Wake Me Up When September Ends

September 2, 2014 5:24 PM

Last month’s towering accomplishment in the S&P 500 of finally topping the nice round number of 2000 was the surest way to get some equity market strategists dreaming of 3000.  This morning, Morgan Stanley’s strategist laid out a vision for a 50% gain by 2020 (which could be the peak in the current bull run) in a note to clients, which was succinctly summarized by Business Insider’s Sam Ro:

 Our best guess is that an S&P 500 peak of near 3000 is possible should the U.S. expansion prove to have five or more years left to it, based on 6% per annum EPS growth through that time frame and a 17x price-to-earnings ratio,” Parker writes.

Here’s their bulleted summary (verbatim):

-The world economy is not in sync. Major regional economies are at different points along the growth cycle. In general, DM is leading while EM is lagging.

-Volatility in the U.S. continues to trend lower, which can extend the life of expansions.

-Deleveraging in the U.S. is ongoing, albeit largely complete, and balance sheet priorities have shifted.

-Interest payments on debt burdens are ultra-low, and household debt dynamics suggest there exists a sizable cushion protecting consumers in a rising interest rate environment.

-Capital spending and inventories do not look stretched.

-Corporate management hubris and other corporate metrics of overheating remain muted.

-Several broad economic indicators in the U.S. have only just reached “normal” expansionary levels and are far from looking unsustainable.

All valid points, and most of the conditions cited above have been in place for the last few years.  I am not a strategist, and while I have a good sense for history, I also recognize that there are few examples in the recent past where economic conditions have much resembled the ones that we are in now.  We are in uncharted territory, especially on policy.  

While it makes perfect sense that the S&P 500 should be considerably higher than it is now in 5 years, there is also a decent likelihood that the index will have a considerable correction or two or three at any points between now and then.  5 years is a long time.  5 years ago, in 2009, the end of the world still seemed a distinct possibility.
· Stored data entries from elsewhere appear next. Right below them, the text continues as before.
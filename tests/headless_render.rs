//! Draws ticks into an offscreen texture and checks which cells come out lit.
//!
//! Machines without a usable adapter skip these tests instead of failing.

use gridlife::{
    binding::{self, BindingSets, CELL_BINDINGS, PARAMS_SLOT},
    error::SetupError,
    rendering::{self, BACKGROUND, CellRenderer},
    schedule::StepCounter,
    sim::{
        Grid, GridParameters, SeedPolicy,
        gpucompute::{self, GridStore, SimulationPipeline},
    },
};
use wgpu::{Device, Queue, TextureFormat};

/// Pixels per cell edge in the offscreen target
const CELL_PX: u32 = 16;

fn device() -> Option<(Device, Queue)> {
    let _ = env_logger::builder().is_test(true).try_init();
    pollster::block_on(async {
        let instance = wgpu::Instance::new(&wgpu::InstanceDescriptor::default());
        let adapter = match instance
            .request_adapter(&wgpu::RequestAdapterOptions::default())
            .await
        {
            Ok(adapter) => adapter,
            Err(e) => {
                eprintln!("skipping: {e}");
                return None;
            }
        };
        match gpucompute::request_device(&adapter, "render test device").await {
            Ok(pair) => Some(pair),
            Err(e @ SetupError::MissingCapability(_)) => {
                eprintln!("skipping: {e}");
                None
            }
            Err(e) => panic!("failed to request device: {e}"),
        }
    })
}

/// Run one full tick from `counter` into a fresh texture and return the set
/// of cells whose center pixel was drawn, in row-major order.
fn render_tick(
    device: &Device,
    queue: &Queue,
    params: GridParameters,
    seed_a: &SeedPolicy,
    seed_b: &SeedPolicy,
    counter: StepCounter,
) -> Vec<(u32, u32)> {
    let format = TextureFormat::Rgba8Unorm;
    let store = GridStore::create(
        device,
        queue,
        params,
        &seed_a.seed(params),
        &seed_b.seed(params),
    )
    .unwrap();
    let layout = binding::create_layout(device);
    let simulation = pollster::block_on(SimulationPipeline::create(device, &layout)).unwrap();
    let renderer = pollster::block_on(CellRenderer::create(device, &layout, format)).unwrap();
    let bindings = BindingSets::new(device, &layout, store.params_buf(), store.cells());

    let (width, height) = (params.width * CELL_PX, params.height * CELL_PX);
    let target = device.create_texture(&wgpu::TextureDescriptor {
        label: Some("offscreen target"),
        size: wgpu::Extent3d {
            width,
            height,
            depth_or_array_layers: 1,
        },
        mip_level_count: 1,
        sample_count: 1,
        dimension: wgpu::TextureDimension::D2,
        format,
        usage: wgpu::TextureUsages::RENDER_ATTACHMENT | wgpu::TextureUsages::COPY_SRC,
        view_formats: &[],
    });
    let view = target.create_view(&wgpu::TextureViewDescriptor::default());

    // Rows must be 256 byte aligned for the copy
    let bytes_per_row = (width * 4).div_ceil(256) * 256;
    let readback = device.create_buffer(&wgpu::BufferDescriptor {
        label: Some("offscreen readback"),
        size: (bytes_per_row * height) as u64,
        usage: wgpu::BufferUsages::MAP_READ | wgpu::BufferUsages::COPY_DST,
        mapped_at_creation: false,
    });

    let plan = counter.plan(params);
    let mut encoder = device.create_command_encoder(&wgpu::CommandEncoderDescriptor {
        label: Some("offscreen tick encoder"),
    });
    simulation.record(
        &mut encoder,
        bindings.set(plan.compute_set),
        plan.workgroups,
    );
    renderer.record(
        &mut encoder,
        &view,
        bindings.set(plan.render_set),
        plan.instances,
        BACKGROUND,
    );
    encoder.copy_texture_to_buffer(
        wgpu::TexelCopyTextureInfo {
            texture: &target,
            mip_level: 0,
            origin: wgpu::Origin3d::ZERO,
            aspect: wgpu::TextureAspect::All,
        },
        wgpu::TexelCopyBufferInfo {
            buffer: &readback,
            layout: wgpu::TexelCopyBufferLayout {
                offset: 0,
                bytes_per_row: Some(bytes_per_row),
                rows_per_image: Some(height),
            },
        },
        wgpu::Extent3d {
            width,
            height,
            depth_or_array_layers: 1,
        },
    );
    queue.submit(std::iter::once(encoder.finish()));

    let slice = readback.slice(..);
    let (tx, rx) = futures_intrusive::channel::shared::oneshot_channel();
    slice.map_async(wgpu::MapMode::Read, move |v| {
        let _ = tx.send(v);
    });
    let _ = device.poll(wgpu::PollType::wait_indefinitely());
    pollster::block_on(rx.receive()).unwrap().unwrap();

    let pixels = slice.get_mapped_range();
    let mut lit = Vec::new();
    for y in 0..params.height {
        for x in 0..params.width {
            // Clip space y points up, texture rows go down
            let px = x * CELL_PX + CELL_PX / 2;
            let py = (params.height - 1 - y) * CELL_PX + CELL_PX / 2;
            let offset = (py * bytes_per_row + px * 4) as usize;
            // The background has no blue, every drawn cell does
            if pixels[offset + 2] > 32 {
                lit.push((x, y));
            }
        }
    }
    lit
}

#[test]
fn tick_draws_the_generation_it_just_computed() {
    let Some((device, queue)) = device() else {
        return;
    };
    let params = GridParameters::square(4);
    let vertical = SeedPolicy::Pattern(vec![(1, 0), (1, 1), (1, 2)]);

    let lit = render_tick(
        &device,
        &queue,
        params,
        &vertical,
        &SeedPolicy::Empty,
        StepCounter::new(),
    );
    assert_eq!(lit, vec![(0, 1), (1, 1), (2, 1)]);
    assert_eq!(lit, Grid::seeded(params, &vertical).step().live_cells());
}

#[test]
fn odd_tick_draws_into_buffer_a() {
    let Some((device, queue)) = device() else {
        return;
    };
    let params = GridParameters::new(5, 4);
    let glider = SeedPolicy::glider(0, 0);

    // At odd parity buffer B is read and buffer A is drawn
    let lit = render_tick(
        &device,
        &queue,
        params,
        &SeedPolicy::Alternating,
        &glider,
        StepCounter::starting_at(1),
    );
    assert_eq!(lit, Grid::seeded(params, &glider).step().live_cells());
}

#[test]
fn empty_grid_draws_only_background() {
    let Some((device, queue)) = device() else {
        return;
    };
    let lit = render_tick(
        &device,
        &queue,
        GridParameters::square(6),
        &SeedPolicy::Empty,
        &SeedPolicy::Empty,
        StepCounter::new(),
    );
    assert!(lit.is_empty());
}

#[test]
fn pipelines_reject_a_layout_missing_their_slots() {
    let Some((device, _queue)) = device() else {
        return;
    };
    let params_only = &CELL_BINDINGS[PARAMS_SLOT as usize];
    let layout = device.create_bind_group_layout(&wgpu::BindGroupLayoutDescriptor {
        label: Some("params only layout"),
        entries: &[wgpu::BindGroupLayoutEntry {
            binding: params_only.slot,
            visibility: params_only.visibility,
            ty: wgpu::BindingType::Buffer {
                ty: params_only.ty,
                has_dynamic_offset: false,
                min_binding_size: None,
            },
            count: None,
        }],
    });

    let simulation = pollster::block_on(SimulationPipeline::create(&device, &layout));
    assert!(matches!(
        simulation,
        Err(SetupError::PipelineLayout {
            stage: "simulation",
            ..
        })
    ));

    let render = pollster::block_on(rendering::create_render_pipeline(
        &device,
        &layout,
        TextureFormat::Rgba8Unorm,
    ));
    assert!(matches!(
        render,
        Err(SetupError::PipelineLayout { stage: "render", .. })
    ));
}
//! Tick bookkeeping for the frame driver.
//!
//! The repeating trigger is an explicit [`TickTimer`] object, and the parity
//! logic lives in [`StepCounter`], so a run can be single-stepped without a
//! real timer.

use std::time::Duration;

use crate::{binding, sim::GridParameters, sim::gpucompute::WORKGROUP_SIZE};

/// Upper bound on ticks waiting to be rendered. Past this, timer fires are
/// dropped instead of building an unbounded backlog.
pub const MAX_BACKLOG: u32 = 100;

/// Number of simulation steps performed so far. Its parity selects the
/// binding set.
#[derive(Clone, Copy, Debug, Default, PartialEq, Eq)]
pub struct StepCounter {
    steps: u64,
}

/// Everything one tick needs to record its two passes
#[derive(Clone, Copy, Debug, PartialEq, Eq)]
pub struct TickPlan {
    pub step: u64,
    /// Binding set for the compute pass
    pub compute_set: usize,
    /// Binding set for the render pass, i.e. the parity after this step
    pub render_set: usize,
    pub workgroups: (u32, u32),
    pub instances: u32,
}

impl TickPlan {
    /// Index of the cell buffer the compute pass reads
    pub fn read_buffer(&self) -> usize {
        binding::set_buffers(self.compute_set).0
    }

    /// Index of the cell buffer the compute pass writes and the render pass
    /// then reads
    pub fn write_buffer(&self) -> usize {
        binding::set_buffers(self.compute_set).1
    }
}

impl StepCounter {
    pub const fn new() -> Self {
        Self { steps: 0 }
    }

    /// A counter whose first step reads the buffer selected by `step`'s parity
    pub const fn starting_at(step: u64) -> Self {
        Self { steps: step }
    }

    pub fn steps(&self) -> u64 {
        self.steps
    }

    pub fn parity(&self) -> usize {
        (self.steps % 2) as usize
    }

    pub fn plan(&self, params: GridParameters) -> TickPlan {
        let compute_set = self.parity();
        TickPlan {
            step: self.steps,
            compute_set,
            render_set: (compute_set + 1) % 2,
            workgroups: params.workgroups(WORKGROUP_SIZE),
            instances: params.cell_count() as u32,
        }
    }

    pub fn advance(&mut self) {
        self.steps += 1;
    }
}

/// Timer fires that have not been turned into a frame yet.
///
/// Fires queue up instead of coalescing, so a slow frame delays later ticks
/// rather than skipping them.
#[derive(Debug, Default)]
pub struct TickBacklog {
    pending: u32,
    dropped: u64,
}

impl TickBacklog {
    /// Queue one tick. Returns `false` when the backlog is full and the tick
    /// was dropped.
    pub fn push(&mut self) -> bool {
        if self.pending >= MAX_BACKLOG {
            self.dropped += 1;
            if self.dropped == 1 || self.dropped % 1000 == 0 {
                log::warn!("frame backlog full, {} ticks dropped so far", self.dropped);
            }
            return false;
        }
        self.pending += 1;
        true
    }

    /// Take one queued tick, if any.
    pub fn take(&mut self) -> bool {
        if self.pending == 0 {
            return false;
        }
        self.pending -= 1;
        true
    }

    pub fn pending(&self) -> u32 {
        self.pending
    }

    pub fn dropped(&self) -> u64 {
        self.dropped
    }

    pub fn clear(&mut self) {
        self.pending = 0;
    }
}

/// Measures the achieved tick rate over fixed windows.
#[derive(Debug)]
pub struct TickRate {
    window_ms: f64,
    window_start: Option<f64>,
    ticks: u32,
}

impl TickRate {
    pub fn new(window: Duration) -> Self {
        Self {
            window_ms: window.as_secs_f64() * 1000.0,
            window_start: None,
            ticks: 0,
        }
    }

    /// Count one tick at `now_ms`. Returns ticks per second once a window has
    /// elapsed.
    pub fn record(&mut self, now_ms: f64) -> Option<f64> {
        let start = *self.window_start.get_or_insert(now_ms);
        self.ticks += 1;
        let elapsed = now_ms - start;
        if elapsed < self.window_ms {
            return None;
        }
        let rate = self.ticks as f64 / (elapsed / 1000.0);
        self.window_start = Some(now_ms);
        self.ticks = 0;
        Some(rate)
    }
}

#[cfg(not(target_arch = "wasm32"))]
pub use native_timer::TickTimer;
#[cfg(target_arch = "wasm32")]
pub use web_timer::TickTimer;

#[cfg(not(target_arch = "wasm32"))]
mod native_timer {
    use std::{
        sync::{
            Arc,
            atomic::{AtomicBool, Ordering},
        },
        thread,
        time::{Duration, Instant},
    };

    /// Fixed-interval trigger running on its own thread until stopped.
    pub struct TickTimer {
        stop: Arc<AtomicBool>,
        join_handle: Option<thread::JoinHandle<()>>,
    }

    impl TickTimer {
        /// Call `on_tick` every `interval`. The timer ends by itself once
        /// `on_tick` returns `false`.
        pub fn start<F>(interval: Duration, mut on_tick: F) -> Self
        where
            F: FnMut() -> bool + Send + 'static,
        {
            let stop = Arc::new(AtomicBool::new(false));
            let s = Arc::clone(&stop);
            let handle = thread::Builder::new()
                .name("gridlife-tick".into())
                .spawn(move || {
                    let mut next = Instant::now() + interval;
                    loop {
                        let now = Instant::now();
                        if now < next {
                            thread::park_timeout(next - now);
                        }
                        if s.load(Ordering::Relaxed) {
                            break;
                        }
                        if Instant::now() < next {
                            // spurious wakeup
                            continue;
                        }
                        if !on_tick() {
                            break;
                        }
                        next += interval;
                    }
                })
                .map_err(|e| log::error!("failed to spawn tick timer thread: {e}"))
                .ok();
            Self {
                stop,
                join_handle: handle,
            }
        }

        pub fn is_running(&self) -> bool {
            self.join_handle
                .as_ref()
                .is_some_and(|handle| !handle.is_finished())
        }

        pub fn stop(&mut self) {
            self.stop.store(true, Ordering::Relaxed);
            if let Some(handle) = self.join_handle.take() {
                handle.thread().unpark();
                if handle.join().is_err() {
                    log::error!("tick timer thread panicked");
                }
            }
        }
    }

    impl Drop for TickTimer {
        fn drop(&mut self) {
            self.stop();
        }
    }
}

#[cfg(target_arch = "wasm32")]
mod web_timer {
    use std::time::Duration;

    use gloo_timers::callback::Interval;

    /// Fixed-interval trigger backed by the browser's `setInterval`.
    pub struct TickTimer {
        interval: Option<Interval>,
    }

    impl TickTimer {
        /// Call `on_tick` every `interval`. The return value is ignored; the
        /// browser timer can only be cancelled through [`TickTimer::stop`].
        pub fn start<F>(interval: Duration, mut on_tick: F) -> Self
        where
            F: FnMut() -> bool + 'static,
        {
            let millis = interval.as_millis().clamp(1, u32::MAX as u128) as u32;
            let interval = Interval::new(millis, move || {
                let _ = on_tick();
            });
            Self {
                interval: Some(interval),
            }
        }

        pub fn is_running(&self) -> bool {
            self.interval.is_some()
        }

        pub fn stop(&mut self) {
            if let Some(interval) = self.interval.take() {
                interval.cancel();
            }
        }
    }

    impl Drop for TickTimer {
        fn drop(&mut self) {
            self.stop();
        }
    }
}

#[cfg(test)]
mod tests {
    use super::*;

    #[test]
    fn binding_set_follows_parity() {
        let params = GridParameters::square(32);
        let mut counter = StepCounter::new();
        for n in 0..10u64 {
            let plan = counter.plan(params);
            assert_eq!(plan.step, n);
            assert_eq!(plan.compute_set as u64, n % 2);
            assert_eq!(plan.render_set as u64, (n + 1) % 2);
            counter.advance();
        }
        assert_eq!(counter.steps(), 10);
    }

    #[test]
    fn each_tick_reads_what_the_previous_wrote() {
        let params = GridParameters::new(20, 12);
        let mut counter = StepCounter::new();
        let mut previous: Option<TickPlan> = None;
        for _ in 0..9 {
            let plan = counter.plan(params);
            assert_ne!(plan.read_buffer(), plan.write_buffer());
            // render reads the buffer compute just wrote
            assert_eq!(binding::set_buffers(plan.render_set).0, plan.write_buffer());
            if let Some(prev) = previous {
                assert_eq!(plan.read_buffer(), prev.write_buffer());
                assert_ne!(plan.write_buffer(), prev.write_buffer());
            }
            previous = Some(plan);
            counter.advance();
        }
    }

    #[test]
    fn first_step_reads_buffer_chosen_by_parity() {
        let params = GridParameters::square(8);
        assert_eq!(StepCounter::new().plan(params).read_buffer(), 0);
        assert_eq!(StepCounter::starting_at(1).plan(params).read_buffer(), 1);
    }

    #[test]
    fn plan_covers_grid() {
        let plan = StepCounter::new().plan(GridParameters::new(33, 16));
        assert_eq!(plan.workgroups, (5, 2));
        assert_eq!(plan.instances, 33 * 16);
    }

    #[test]
    fn backlog_queues_and_caps() {
        let mut backlog = TickBacklog::default();
        assert!(!backlog.take());
        assert!(backlog.push());
        assert!(backlog.push());
        assert_eq!(backlog.pending(), 2);
        assert!(backlog.take());
        assert!(backlog.take());
        assert!(!backlog.take());

        for _ in 0..MAX_BACKLOG {
            assert!(backlog.push());
        }
        assert!(!backlog.push());
        assert_eq!(backlog.pending(), MAX_BACKLOG);
        assert_eq!(backlog.dropped(), 1);
        backlog.clear();
        assert_eq!(backlog.pending(), 0);
    }

    #[test]
    fn tick_rate_reports_after_window() {
        let mut rate = TickRate::new(Duration::from_secs(1));
        assert_eq!(rate.record(0.0), None);
        for i in 1..5 {
            assert_eq!(rate.record(i as f64 * 200.0), None);
        }
        let measured = rate.record(1000.0).unwrap();
        assert!((measured - 6.0).abs() < 1e-9);
        assert_eq!(rate.record(1100.0), None);
    }

    #[cfg(not(target_arch = "wasm32"))]
    #[test]
    fn timer_fires_until_stopped() {
        use std::sync::{
            Arc,
            atomic::{AtomicU32, Ordering},
        };

        let count = Arc::new(AtomicU32::new(0));
        let c = Arc::clone(&count);
        let mut timer = TickTimer::start(Duration::from_millis(5), move || {
            c.fetch_add(1, Ordering::SeqCst);
            true
        });
        std::thread::sleep(Duration::from_millis(100));
        timer.stop();
        let fired = count.load(Ordering::SeqCst);
        assert!(fired >= 1);
        assert!(!timer.is_running());
        std::thread::sleep(Duration::from_millis(30));
        assert_eq!(count.load(Ordering::SeqCst), fired);
    }

    #[cfg(not(target_arch = "wasm32"))]
    #[test]
    fn timer_ends_when_callback_declines() {
        let timer = TickTimer::start(Duration::from_millis(1), || false);
        std::thread::sleep(Duration::from_millis(50));
        assert!(!timer.is_running());
    }
}
//! Clicker - control layer for a coin-cell handheld clicker
//!
//! Six buttons, two RGB indicators behind an LP5813 driver, a piezo speaker
//! and a battery sense channel, each owned by its own async sequencer.
//!
//! ## Architecture
//! - **Sequencers**: one task per peripheral, woken by a command or by its
//!   own deadline, whichever comes first
//! - **Channels**: bounded queues of value-typed commands and events
//! - **Hardware-agnostic core**: peripherals behind `embedded-hal` traits;
//!   RP2040 wiring lives in [`hardware`] behind the `rp2040` feature

#![cfg_attr(not(test), no_std)]

#[macro_use]
mod fmt;

pub mod battery;
pub mod buttons;
pub mod channels;
pub mod config;
pub mod deadline;
pub mod leds;
pub mod speaker;
pub mod storage;
pub mod supervisor;
pub mod transport;
pub mod types;

#[cfg(feature = "rp2040")]
pub mod hardware;

pub use types::{Button, ButtonEvent, Color, Error, FinishedCallback, Led, Pattern, Repeat};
I guess the main point here is that Parker lays out a very logical framework for higher equity prices through the end of the decade, but let’s not forget where we came from (S&P 500 up 200% since the March 2009 lows), and giving credit where credit is do, with risk asset prices having benefited from unprecedented monetary stimulus.

Will the mounting geopolitical concerns in the Middle East and Europe have the potential to curtail the global economic recovery?  I suspect that for those who used August’s price action in most major equity markets for a guidance on the potential severity of geopolitics (S&P 500 closed at all time highs up 3.5%, the Euro Stoxx 50 closed at 1 month highs up 1.8%, and the VIX closed down 30% from the July 31st highs), it would be easy to dismiss as a non-event.  But summer trading is summer trading, and given the high levels of complacency (we are in the longest period since the mid 1990s without a 10% correction) I suspect the recent low volume, low volatility leg of the rally could have had more to do with low liquidity and a lack of large sellers rather than a signal about the risks to the broader market from developments abroad.

One last note – implied volatility has been a bit better bid in the past week relative to the very quiet price action in the underlying SPX index (10 day realized volatility has fallen to 4).  VIX spot has remained above the June and July lows (and the front-month VIX future has as well):

VIX spot, daily chart

VIX spot, daily chart, courtesy of Bloomberg

Traders likely expect a pick up in movement in the coming weeks.  That doesn’t necessarily have to be lower – some are speculating on a potential buying climax in the coming weeks or months after the new all-time high.  That type of price action could also mean higher volatility, though a sharp move lower in September would probably be a bigger reason for a move higher in the VIX.